Hypothesis: The LAMS and other physical findings can predict LVO.
Methods: Interim analysis of a convenience sample of stroke code patients presenting to a suburban tertiary care center ED. Paramedics examined patients using the LAMS. Without any specific additional training, paramedics were also asked to assess for leg weakness, visual disturbances, altered level of consciousness, and language abnormalities (dysarthria, aphasia). Sensitivity and specificity of a LAMS score of ≥ 4 were calculated. A stepwise logistical regression on the other physical exam elements that might predict LVO was performed.
Results: 190 cases, mean age (SD) 67 (18), 51% female; 85 (45%) had an acute stroke, 44 (23%) had LVO. For stroke prediction, LAMS’ sensitivity = 70% and specificity = 80%. ROC = 80% (95% CI 74-86%).
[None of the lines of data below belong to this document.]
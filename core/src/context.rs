//! Role-scoped contexts.
//!
//! # Design
//! A context is an authenticated account: its credentials, its session
//! store, and the configuration fetched at login. Roles nest by composition:
//! [`AdminContext`] wraps a [`ResellerContext`], which wraps a
//! [`UserContext`], and each dereferences to the one it wraps, so an admin
//! can call every reseller and user operation directly.
//!
//! All protocol calls go through the four `call_*` methods plus
//! [`upload`](UserContext::upload). They share one sender owned by the
//! client; the context only supplies credentials and cookies. Clones of a
//! context share the session store.

use std::ops::Deref;
use std::sync::atomic::{AtomicUsize, Ordering};
use std::sync::{Arc, Mutex, PoisonError};

use serde::de::DeserializeOwned;
use serde::{Deserialize, Serialize};
use serde_json::Value;
use tracing::debug;

use crate::cache::Cache;
use crate::client::ClientInner;
use crate::error::{Error, Result};
use crate::http::HttpMethod;
use crate::model::{RawUserConfig, Role, UserConfig};
use crate::session::{Credentials, SessionStore, SESSION_COOKIE};
use crate::transport::{
    build_legacy_request, build_modern_request, build_upload_request, classify_legacy,
    classify_modern, decode, json_body, Endpoint, Form, LegacyEnvelope,
};

/// An authenticated account holder.
#[derive(Debug, Clone)]
pub struct UserContext {
    client: Arc<ClientInner>,
    credentials: Credentials,
    session: Arc<SessionStore>,
    config: UserConfig,
}

#[derive(Serialize)]
struct LoginRequest<'a> {
    username: &'a str,
    password: &'a str,
}

#[derive(Deserialize)]
struct LoginResponse {
    #[serde(rename = "sessionID", default)]
    session_id: String,
}

#[derive(Serialize)]
struct SwitchRequest<'a> {
    username: &'a str,
}

/// Verify `credentials`, load the account config and check its role.
pub(crate) fn login(client: Arc<ClientInner>, credentials: Credentials, role: Role) -> Result<UserContext> {
    let mut context = UserContext {
        client,
        credentials,
        session: Arc::new(SessionStore::new()),
        config: UserConfig::default(),
    };

    context.login()?;
    context.config = context.get_my_user_config()?;

    if context.config.user_type != role.as_str() {
        return Err(Error::RoleMismatch {
            expected: role.to_string(),
            actual: context.config.user_type.clone(),
        });
    }

    debug!(username = context.credentials.username(), %role, "logged in");
    Ok(context)
}

impl UserContext {
    /// Configuration fetched at login.
    pub fn config(&self) -> &UserConfig {
        &self.config
    }

    pub fn credentials(&self) -> &Credentials {
        &self.credentials
    }

    /// The account this context acts as, without any delegation prefix.
    pub fn visible_username(&self) -> &str {
        self.credentials.visible_username()
    }

    pub(crate) fn cache(&self) -> Option<&Cache> {
        self.client.cache.as_ref()
    }

    /// Database and database-user names are namespaced as `{user}_{name}`.
    pub(crate) fn add_username_prefix(&self, name: &str) -> String {
        let prefix = format!("{}_", self.visible_username());
        if name.starts_with(&prefix) {
            name.to_string()
        } else {
            format!("{prefix}{name}")
        }
    }

    /// `GET CMD_API_LOGIN_TEST`; the panel must answer `Login OK`.
    pub fn login(&self) -> Result<()> {
        let envelope: LegacyEnvelope = self.call_legacy(HttpMethod::Get, "API_LOGIN_TEST", None)?;
        if envelope.success != "Login OK" {
            let returned = if envelope.result.is_empty() { envelope.success } else { envelope.result };
            return Err(Error::LoginFailed(returned));
        }
        Ok(())
    }

    pub fn get_my_user_config(&self) -> Result<UserConfig> {
        let raw: RawUserConfig = self.call_legacy(HttpMethod::Get, "API_SHOW_USER_CONFIG", None)?;
        Ok(raw.into())
    }

    pub fn call_legacy<T: DeserializeOwned>(
        &self,
        method: HttpMethod,
        endpoint: impl Into<Endpoint>,
        form: Option<&Form>,
    ) -> Result<T> {
        decode(&self.call_legacy_bytes(method, endpoint, form)?)
    }

    /// Issue a legacy call and return the raw body once the envelope has
    /// been checked for an error.
    pub fn call_legacy_bytes(
        &self,
        method: HttpMethod,
        endpoint: impl Into<Endpoint>,
        form: Option<&Form>,
    ) -> Result<Vec<u8>> {
        let endpoint = endpoint.into();
        let request = build_legacy_request(&self.client.base, &self.credentials, method, &endpoint, form)?;
        classify_legacy(self.client.sender.execute(&request, &self.session))
    }

    pub fn call_modern<T: DeserializeOwned>(
        &self,
        method: HttpMethod,
        endpoint: impl Into<Endpoint>,
        body: Option<Value>,
    ) -> Result<T> {
        decode(&self.call_modern_bytes(method, endpoint, body)?)
    }

    pub fn call_modern_bytes(
        &self,
        method: HttpMethod,
        endpoint: impl Into<Endpoint>,
        body: Option<Value>,
    ) -> Result<Vec<u8>> {
        let endpoint = endpoint.into();
        if endpoint.requires_session() {
            self.ensure_session()?;
        }
        let request = build_modern_request(
            &self.client.base,
            &self.credentials,
            &self.session,
            method,
            &endpoint,
            body.as_ref(),
        )?;
        classify_modern(self.client.sender.execute(&request, &self.session))
    }

    /// Send a prebuilt multipart body. `content_type` must carry the
    /// boundary.
    pub fn upload<T: DeserializeOwned>(
        &self,
        method: HttpMethod,
        endpoint: impl Into<Endpoint>,
        body: Vec<u8>,
        content_type: &str,
    ) -> Result<T> {
        let endpoint = endpoint.into();
        if endpoint.requires_session() {
            self.ensure_session()?;
        }
        let request = build_upload_request(
            &self.client.base,
            &self.credentials,
            &self.session,
            method,
            &endpoint,
            body,
            content_type,
        )?;
        decode(&classify_modern(self.client.sender.execute(&request, &self.session))?)
    }

    /// Create a session cookie unless one exists.
    ///
    /// Delegated credentials log in as the actor and then switch the session
    /// to the target account.
    pub fn ensure_session(&self) -> Result<()> {
        if self.session.has_session(&self.client.base) {
            return Ok(());
        }
        let _establishing = self.session.establishing();
        if self.session.has_session(&self.client.base) {
            return Ok(());
        }

        let request = LoginRequest {
            username: self.credentials.acting_username(),
            password: self.credentials.passkey(),
        };
        let response: LoginResponse =
            self.call_modern(HttpMethod::Post, "login", Some(json_body(&request)?))?;
        if response.session_id.is_empty() {
            return Err(Error::LoginFailed("no session id was returned".to_string()));
        }
        self.session
            .set(&self.client.base, SESSION_COOKIE, &response.session_id, Some("/"));

        if self.credentials.is_delegated() {
            let switch = SwitchRequest {
                username: self.credentials.visible_username(),
            };
            self.call_modern_bytes(
                HttpMethod::Post,
                "session/login-as/switch",
                Some(json_body(&switch)?),
            )?;
        }

        debug!(username = self.credentials.username(), "session established");
        Ok(())
    }
}

/// A reseller. Dereferences to its own [`UserContext`].
#[derive(Debug, Clone)]
pub struct ResellerContext {
    user: UserContext,
}

impl ResellerContext {
    pub(crate) fn new(user: UserContext) -> Self {
        Self { user }
    }

    pub fn user(&self) -> &UserContext {
        &self.user
    }

    /// Act as one of this reseller's accounts, reusing the reseller's
    /// passkey.
    pub fn login_as_user(&self, username: &str) -> Result<UserContext> {
        login(self.user.client.clone(), self.user.credentials.delegated(username), Role::User)
    }
}

impl Deref for ResellerContext {
    type Target = UserContext;

    fn deref(&self) -> &UserContext {
        &self.user
    }
}

/// An administrator. Dereferences to its own [`ResellerContext`].
#[derive(Debug, Clone)]
pub struct AdminContext {
    reseller: ResellerContext,
}

impl AdminContext {
    pub(crate) fn new(user: UserContext) -> Self {
        Self {
            reseller: ResellerContext::new(user),
        }
    }

    pub fn reseller(&self) -> &ResellerContext {
        &self.reseller
    }

    /// Act as one of the server's resellers, reusing the admin passkey.
    pub fn login_as_reseller(&self, username: &str) -> Result<ResellerContext> {
        let user = login(
            self.user().client.clone(),
            self.user().credentials.delegated(username),
            Role::Reseller,
        )?;
        Ok(ResellerContext::new(user))
    }
}

impl Deref for AdminContext {
    type Target = ResellerContext;

    fn deref(&self) -> &ResellerContext {
        &self.reseller
    }
}

/// Upper bound on concurrent sub-calls of one fan-out.
pub(crate) const FAN_OUT_WORKERS: usize = 8;

/// Run `f` once per item on a bounded pool of scoped threads and join.
///
/// Workers pull item indices from a shared counter, and the calling thread
/// works the queue too, so a failed thread spawn only reduces parallelism.
/// Results come back in completion order. Any failure discards the partial
/// results and returns every error as [`Error::Aggregate`].
pub(crate) fn fan_out<I, T, F>(items: &[I], f: F) -> Result<Vec<T>>
where
    I: Sync,
    T: Send,
    F: Fn(&I) -> Result<T> + Sync,
{
    let results = Mutex::new(Vec::with_capacity(items.len()));
    let errors = Mutex::new(Vec::new());
    let next = AtomicUsize::new(0);

    let work = || {
        while let Some(item) = items.get(next.fetch_add(1, Ordering::Relaxed)) {
            match f(item) {
                Ok(value) => results.lock().unwrap_or_else(PoisonError::into_inner).push(value),
                Err(error) => errors.lock().unwrap_or_else(PoisonError::into_inner).push(error),
            }
        }
    };

    std::thread::scope(|scope| {
        let helpers = items.len().min(FAN_OUT_WORKERS).saturating_sub(1);
        for _ in 0..helpers {
            if let Err(error) = std::thread::Builder::new().spawn_scoped(scope, &work) {
                debug!(%error, "fan-out worker could not be spawned");
                break;
            }
        }
        work();
    });

    let errors = errors.into_inner().unwrap_or_else(PoisonError::into_inner);
    if !errors.is_empty() {
        return Err(Error::Aggregate(errors));
    }
    Ok(results.into_inner().unwrap_or_else(PoisonError::into_inner))
}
For prediction of LVO, only LAMS as a complete test was associated with LVO (OR 1.78 per LAMS point ( 95% CI 1.42-2.23). Sensitivity of this model was 27%, specificity 95%. By including the LAMS components individually as potential predictors of LVO, grip strength superseded LAMS as the only predictor of LVO. Odds ratio for LAMS prediction of LVO was 4.18 per point, 95% CI 2.48-7.04, sensitivity 49%, specificity 92%. ROC =75% (95% CI 66-84%).
Conclusion: When performed by paramedics and EMTs in an enriched stroke code population, LAMS can be used to identify LVO with high specificity. Specifically, the hand grip element predicts LVO. The overall poor sensitivity of all stroke scales for stroke in general is unlikely to change.